What To Expect From The Dollar, Volatility

The Euro – Dollar pair is inches away from the “line in the sand” represented by the crucial level at 1.2000. About 3 months back, European Central Bank’s Chief Economist Philip Lane and other ECB officials stated they don’t want to see the shared currency climb above the mentioned level, as it could hinder the nascent economic recovery.

The pair flirted with the 1.2000 level back in early September, falling into 1.1600 territory twice (late September and early November), and rising back up to 1.1985 at the time of writing. This begs the question: does the Euro have enough oomph to shatter this key resistance or can the greenback stage a reversal? The answer may be found in the economic calendar and will likely depend on the crucial U.S. employment data scheduled for Friday.

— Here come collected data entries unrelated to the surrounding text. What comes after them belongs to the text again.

use std::cell::Cell;
use std::collections::{BTreeMap, BTreeSet};

use glam::{Mat4, Vec2, Vec3};

use crate::host::{
    CameraView, EntityId, EntityKind, EntityState, GameHost, GroupView, HostError, LocalPlayer,
    Ray, RayHit, ScreenProjection, ZoomState,
};

pub(crate) const PLAYER_ID: u64 = 1;
pub(crate) const VIEWPORT: Vec2 = Vec2::new(1000.0, 600.0);
const PIXELS_PER_UNIT: f32 = 10.0;
const BLOCKED_HIT_DISTANCE: f32 = 0.5;

pub(crate) fn mob(name: &str, x: f32, z: f32) -> EntityState {
    EntityState {
        name: name.to_string(),
        kind: EntityKind::BattleNpc,
        position: Vec3::new(x, 0.0, z),
        model_height: 2.0,
        is_dead: false,
        current_hp: 100,
        targetable: true,
        hostile: true,
        faction: 0,
        owner: None,
    }
}

pub(crate) fn view_looking(direction: Vec3) -> Mat4 {
    Mat4::look_to_rh(Vec3::new(0.0, 30.0, -30.0), direction, Vec3::Y)
}

#[derive(Debug, Clone)]
pub(crate) struct FakeCamera {
    pub view: Mat4,
    pub zoom: ZoomState,
}

impl CameraView for FakeCamera {
    fn view_matrix(&self) -> Mat4 {
        self.view
    }

    fn zoom(&self) -> ZoomState {
        self.zoom
    }

    fn screen_point_to_ray(&self, screen: Vec2) -> Ray {
        let offset = (screen - VIEWPORT / 2.0) / PIXELS_PER_UNIT;
        Ray {
            origin: Vec3::new(offset.x, 30.0, offset.y - 30.0),
            direction: Vec3::new(0.0, -1.0, 1.0).normalize(),
        }
    }
}

#[derive(Debug, Clone, Default)]
pub(crate) struct FakeGroups {
    pub party: BTreeSet<EntityId>,
}

impl GroupView for FakeGroups {
    fn is_party_or_alliance_member(&self, id: EntityId) -> bool {
        self.party.contains(&id)
    }
}

#[derive(Debug)]
pub(crate) struct FakeHost {
    pub player: Option<LocalPlayer>,
    pub entities: BTreeMap<EntityId, EntityState>,
    pub gone: BTreeSet<EntityId>,
    pub failure: Option<HostError>,
    pub pvp: bool,
    pub camera: Option<FakeCamera>,
    pub groups: Option<FakeGroups>,
    pub target: Option<EntityId>,
    pub target_commits: usize,
    pub blocked_rays: Vec<bool>,
    pub wall_distance: Option<f32>,
    pub ray_calls: Cell<usize>,
}

impl FakeHost {
    pub(crate) fn new() -> Self {
        Self {
            player: Some(LocalPlayer {
                id: EntityId(PLAYER_ID),
                position: Vec3::ZERO,
            }),
            entities: BTreeMap::new(),
            gone: BTreeSet::new(),
            failure: None,
            pvp: false,
            camera: Some(FakeCamera {
                view: view_looking(Vec3::new(0.0, -1.0, 1.0)),
                zoom: ZoomState {
                    current: 10.0,
                    min: 1.5,
                    max: 20.0,
                },
            }),
            groups: Some(FakeGroups::default()),
            target: None,
            target_commits: 0,
            blocked_rays: Vec::new(),
            wall_distance: None,
            ray_calls: Cell::new(0),
        }
    }

    pub(crate) fn add(&mut self, id: u64, entity: EntityState) {
        self.entities.insert(EntityId(id), entity);
    }

    pub(crate) fn remove(&mut self, id: u64) {
        self.entities.remove(&EntityId(id));
    }

    pub(crate) fn set_party(&mut self, ids: &[u64]) {
        if let Some(groups) = self.groups.as_mut() {
            groups.party = ids.iter().copied().map(EntityId).collect();
        }
    }

    pub(crate) fn set_view(&mut self, view: Mat4) {
        if let Some(camera) = self.camera.as_mut() {
            camera.view = view;
        }
    }
}

impl GameHost for FakeHost {
    fn local_player(&self) -> Option<LocalPlayer> {
        self.player
    }

    fn entity_ids(&self) -> Vec<EntityId> {
        self.entities.keys().copied().collect()
    }

    fn entity(&self, id: EntityId) -> Result<EntityState, HostError> {
        if let Some(failure) = &self.failure {
            return Err(failure.clone());
        }
        if self.gone.contains(&id) {
            return Err(HostError::EntityGone(id));
        }
        self.entities
            .get(&id)
            .cloned()
            .ok_or(HostError::EntityGone(id))
    }

    fn is_pvp(&self) -> bool {
        self.pvp
    }

    fn viewport_size(&self) -> Vec2 {
        VIEWPORT
    }

    fn world_to_screen(&self, world: Vec3) -> Option<ScreenProjection> {
        let position = VIEWPORT / 2.0
            + Vec2::new(world.x, world.z - world.y) * PIXELS_PER_UNIT;
        if !position.is_finite() {
            return None;
        }
        let in_view = position.x >= 0.0
            && position.y >= 0.0
            && position.x <= VIEWPORT.x
            && position.y <= VIEWPORT.y;
        Some(ScreenProjection { position, in_view })
    }

    fn raycast(&self, ray: Ray, max_distance: f32) -> Option<RayHit> {
        let call = self.ray_calls.get();
        self.ray_calls.set(call + 1);

        let distance = match self.wall_distance {
            Some(distance) => distance,
            None if self.blocked_rays.is_empty() => return None,
            None if self.blocked_rays[call % self.blocked_rays.len()] => BLOCKED_HIT_DISTANCE,
            None => return None,
        };
        (distance <= max_distance).then(|| RayHit {
            distance,
            point: ray.origin + ray.direction * distance,
        })
    }

    fn camera(&self) -> Option<&dyn CameraView> {
        self.camera.as_ref().map(|camera| camera as &dyn CameraView)
    }

    fn groups(&self) -> Option<&dyn GroupView> {
        self.groups.as_ref().map(|groups| groups as &dyn GroupView)
    }

    fn current_target(&self) -> Option<EntityId> {
        self.target
    }

    fn set_target(&mut self, target: Option<EntityId>) {
        self.target = target;
        self.target_commits += 1;
    }
}
use std::sync::Arc;

use glam::Vec3;
use thiserror::Error;
use tracing::trace;

use super::candidate::{Candidate, SceneSnapshot};
use super::visibility::{check_visibility, EntityRaycastDebug, RaycastDebugCache};
use crate::config::TargetingConfig;
use crate::geometry::math::{lerp, normalize_distance};
use crate::geometry::{aim_point, edge_sample_points, edge_world_positions};
use crate::host::{EntityId, EntityKind, EntityState, GameHost, GroupView, HostError};

#[derive(Debug, Error)]
pub enum SceneError {
    #[error("host not ready: {0}")]
    NotReady(&'static str),
    #[error(transparent)]
    Host(#[from] HostError),
}

#[derive(Debug, Default)]
pub struct SceneBuilder {
    snapshot: SceneSnapshot,
    raycast_debug: RaycastDebugCache,
}

impl SceneBuilder {
    pub fn new() -> Self {
        Self::default()
    }

    pub fn snapshot(&self) -> SceneSnapshot {
        self.snapshot.clone()
    }

    pub fn raycast_debug(&self) -> &RaycastDebugCache {
        &self.raycast_debug
    }

    pub fn rebuild(
        &mut self,
        host: &dyn GameHost,
        config: &TargetingConfig,
    ) -> Result<SceneSnapshot, SceneError> {
        let player = host
            .local_player()
            .ok_or(SceneError::NotReady("local player"))?;
        let camera = host.camera().ok_or(SceneError::NotReady("camera"))?;
        let groups = host.groups().ok_or(SceneError::NotReady("groups"))?;

        let viewport = host.viewport_size();
        let aim = aim_point(viewport, config, Some(camera.zoom()));
        let capture_debug = config.capture_raycast_debug();
        let edge_positions = if config.only_visible_objects {
            let samples = edge_sample_points(viewport, config);
            edge_world_positions(camera, &samples, config.edge_depth())
        } else {
            Vec::new()
        };

        let max_distance = config.max_target_distance;
        let is_pvp = host.is_pvp();
        let mut candidates = Vec::new();
        let mut debug_entries = Vec::new();

        if max_distance.is_finite() && max_distance > 0.0 {
            for id in host.entity_ids() {
                if id == player.id {
                    continue;
                }
                let entity = match host.entity(id) {
                    Ok(entity) => entity,
                    Err(HostError::EntityGone(_)) => {
                        trace!(entity = id.0, "candidate_gone");
                        continue;
                    }
                    Err(err) => return Err(err.into()),
                };

                if !is_selectable(&entity) {
                    continue;
                }
                let world_distance = player.position.distance(entity.position);
                if !world_distance.is_finite() || world_distance > max_distance {
                    continue;
                }
                if config.only_attackable_objects && !is_attackable(id, &entity, is_pvp, groups) {
                    continue;
                }

                let anchor = anchor_point(&entity, world_distance, config);
                let Some(projection) = host.world_to_screen(anchor) else {
                    continue;
                };
                if !projection.in_view {
                    continue;
                }

                if config.only_visible_objects {
                    let mut debug = capture_debug.then(EntityRaycastDebug::default);
                    let visibility =
                        check_visibility(host, &entity, &edge_positions, config, debug.as_mut());
                    if let Some(debug) = debug {
                        debug_entries.push((id, debug));
                    }
                    if !visibility.visible {
                        trace!(entity = id.0, successes = visibility.successes, "candidate_occluded");
                        continue;
                    }
                }

                candidates.push(Candidate {
                    id,
                    label: entity.name.clone(),
                    kind: entity.kind,
                    screen_position: projection.position,
                    world_position: entity.position,
                    world_distance,
                    camera_distance: projection.position.distance(aim),
                    hostile: entity.hostile,
                    neutral: entity.is_neutral(),
                    player: entity.kind == EntityKind::Player,
                    pet: entity.is_pet_or_companion(),
                    faction: entity.faction,
                });
            }
        }

        if capture_debug {
            self.raycast_debug.clear();
            for (id, entry) in debug_entries {
                self.raycast_debug.record(id, entry);
            }
        }

        self.snapshot = SceneSnapshot {
            aim_point: aim,
            candidates: Arc::new(candidates),
        };
        Ok(self.snapshot.clone())
    }
}

fn is_selectable(entity: &EntityState) -> bool {
    entity.is_alive()
        && entity.targetable
        && !entity.name.trim().is_empty()
        && entity.model_height.is_finite()
        && entity.model_height > 0.0
        && entity.position.is_finite()
}

fn is_attackable(id: EntityId, entity: &EntityState, is_pvp: bool, groups: &dyn GroupView) -> bool {
    if matches!(entity.kind, EntityKind::EventNpc | EntityKind::Companion) {
        return false;
    }
    if entity.is_pet_or_companion() {
        return false;
    }
    if !entity.hostile && !entity.is_neutral() && !is_pvp {
        return false;
    }
    if is_pvp && entity.kind == EntityKind::Player && groups.is_party_or_alliance_member(id) {
        return false;
    }
    true
}

fn anchor_point(entity: &EntityState, world_distance: f32, config: &TargetingConfig) -> Vec3 {
    let mut anchor = entity.position;
    if config.use_distance_lerp {
        let t = normalize_distance(
            world_distance,
            config.max_target_distance,
            config.distance_lerp,
        );
        anchor.y = lerp(
            entity.position.y,
            entity.position.y + entity.model_height / 2.0,
            t,
        );
    }
    anchor
}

Key Events for the Week Ahead

The US Dollar will be affected by scheduled events even before the employment data set to come out Friday. Here are some of the most notable: Tuesday, December 1 at 3:00 pm GMT, Fed Chair Powell will testify in Washington DC before the Committee on Banking, Housing, and Urban Affairs, with the main topic being the CARES Act. The committee’s questions are not known before hand, thus the answers may trigger a strong market reactions.

Wednesday, December 2, Fed Chair Powell will testify again, on the same matter, but this time before the House Financial Services Committee. The impact may be lower, because his stance is more or less known from a day before, but caution is recommended nonetheless.

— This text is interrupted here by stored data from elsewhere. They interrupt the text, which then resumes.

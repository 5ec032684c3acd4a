use std::sync::Arc;

use glam::{Vec2, Vec3};

use crate::host::{EntityId, EntityKind};

#[derive(Debug, Clone, PartialEq)]
pub struct Candidate {
    pub id: EntityId,
    pub label: String,
    pub kind: EntityKind,
    pub screen_position: Vec2,
    pub world_position: Vec3,
    pub world_distance: f32,
    pub camera_distance: f32,
    pub hostile: bool,
    pub neutral: bool,
    pub player: bool,
    pub pet: bool,
    pub faction: u8,
}

#[derive(Debug, Clone, Default)]
pub struct SceneSnapshot {
    pub aim_point: Vec2,
    pub candidates: Arc<Vec<Candidate>>,
}

impl SceneSnapshot {
    pub fn is_empty(&self) -> bool {
        self.candidates.is_empty()
    }

    pub fn len(&self) -> usize {
        self.candidates.len()
    }

    pub fn get(&self, id: EntityId) -> Option<&Candidate> {
        self.candidates.iter().find(|candidate| candidate.id == id)
    }
}
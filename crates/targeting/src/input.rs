#[derive(Debug, Clone, Copy, Default)]
pub struct CycleKey {
    was_down: bool,
}

impl CycleKey {
    pub fn new() -> Self {
        Self::default()
    }

    pub fn update(&mut self, is_down: bool) -> bool {
        let pressed = is_down && !self.was_down;
        self.was_down = is_down;
        pressed
    }

    pub fn is_down(&self) -> bool {
        self.was_down
    }
}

The “main event” of the week is scheduled Friday, December 4 at 1:30 pm GMT: the U.S. Non-Farm Employment Change, aka Non-Farm Payrolls. The report shows the monthly change in the total number of employed people in the US, excluding the farming industry and is widely regarded as the most important jobs data, with a very high market impact. The forecast is 500K (previous 638K) and usually, numbers above forecast are beneficial for the US Dollar. At the same time the Unemployment Rate and the Average Hourly Earnings will be released, helping to create a clearer picture of the US employment situation.

Chart Analysis – EUR/USD

The pair spent a relatively long time trading in a range, capped by 1.2000 and with a double bottom around 1.1600. The double bottom is actually a bullish pattern, which usually results in a climb. As we can see from the Daily chart below, this was the case here as well: price bounced at the confluence zone created by the support at 1.1615 and by the 1000 periods EMA (blue line).

The real question is: what’s next? Can the bulls move price above the 1.2000 “line in the sand”? The RSI and the MACD are both moving upwards, supporting the idea of a breakout and price is trading above the support at 1.1900 as well as above a bullish trend line, thus there are enough signs that a break can occur. However, there are no certainties in trading, and caution remains a trader’s best friend.